Task item:
If a line in the listing below contains "updater", return that line.

◇ ◇ ◇ ◇ ◇

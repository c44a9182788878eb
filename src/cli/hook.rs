use anyhow::{Context, Result};
use clap::{Args, ValueEnum};

use super::common::{CommandContext, report_lifecycle};

#[derive(Debug, Clone, Copy, PartialEq, Eq, ValueEnum)]
enum Hook {
    /// The app just started.
    Startup,
    /// The app is about to close.
    BeforeClose,
}

/// Run a lifecycle hook on behalf of the host application.
///
/// Hooks never fail: problems are printed and the exit status stays 0, so a
/// host can always continue starting up or shutting down.
#[derive(Args, Debug)]
pub struct HookCommand {
    #[arg(value_enum)]
    hook: Hook,

    /// Print the outcome as JSON for the host to parse.
    #[arg(long)]
    json: bool,
}

impl HookCommand {
    pub async fn execute(self, ctx: &CommandContext) -> Result<()> {
        let (name, outcome) = match self.hook {
            Hook::Startup => ("startup", ctx.updater.on_startup().await),
            Hook::BeforeClose => ("before-close", ctx.updater.on_before_close().await),
        };

        if self.json {
            let json =
                serde_json::to_string_pretty(&outcome).context("Failed to serialize outcome")?;
            println!("{json}");
        } else {
            report_lifecycle(name, &outcome);
        }
        Ok(())
    }
}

◇ ◇ ◇ ◇ ◇

Reply to the exercise:
            Hook::Startup => ("startup", ctx.updater.on_startup().await),
            Hook::BeforeClose => ("before-close", ctx.updater.on_before_close().await),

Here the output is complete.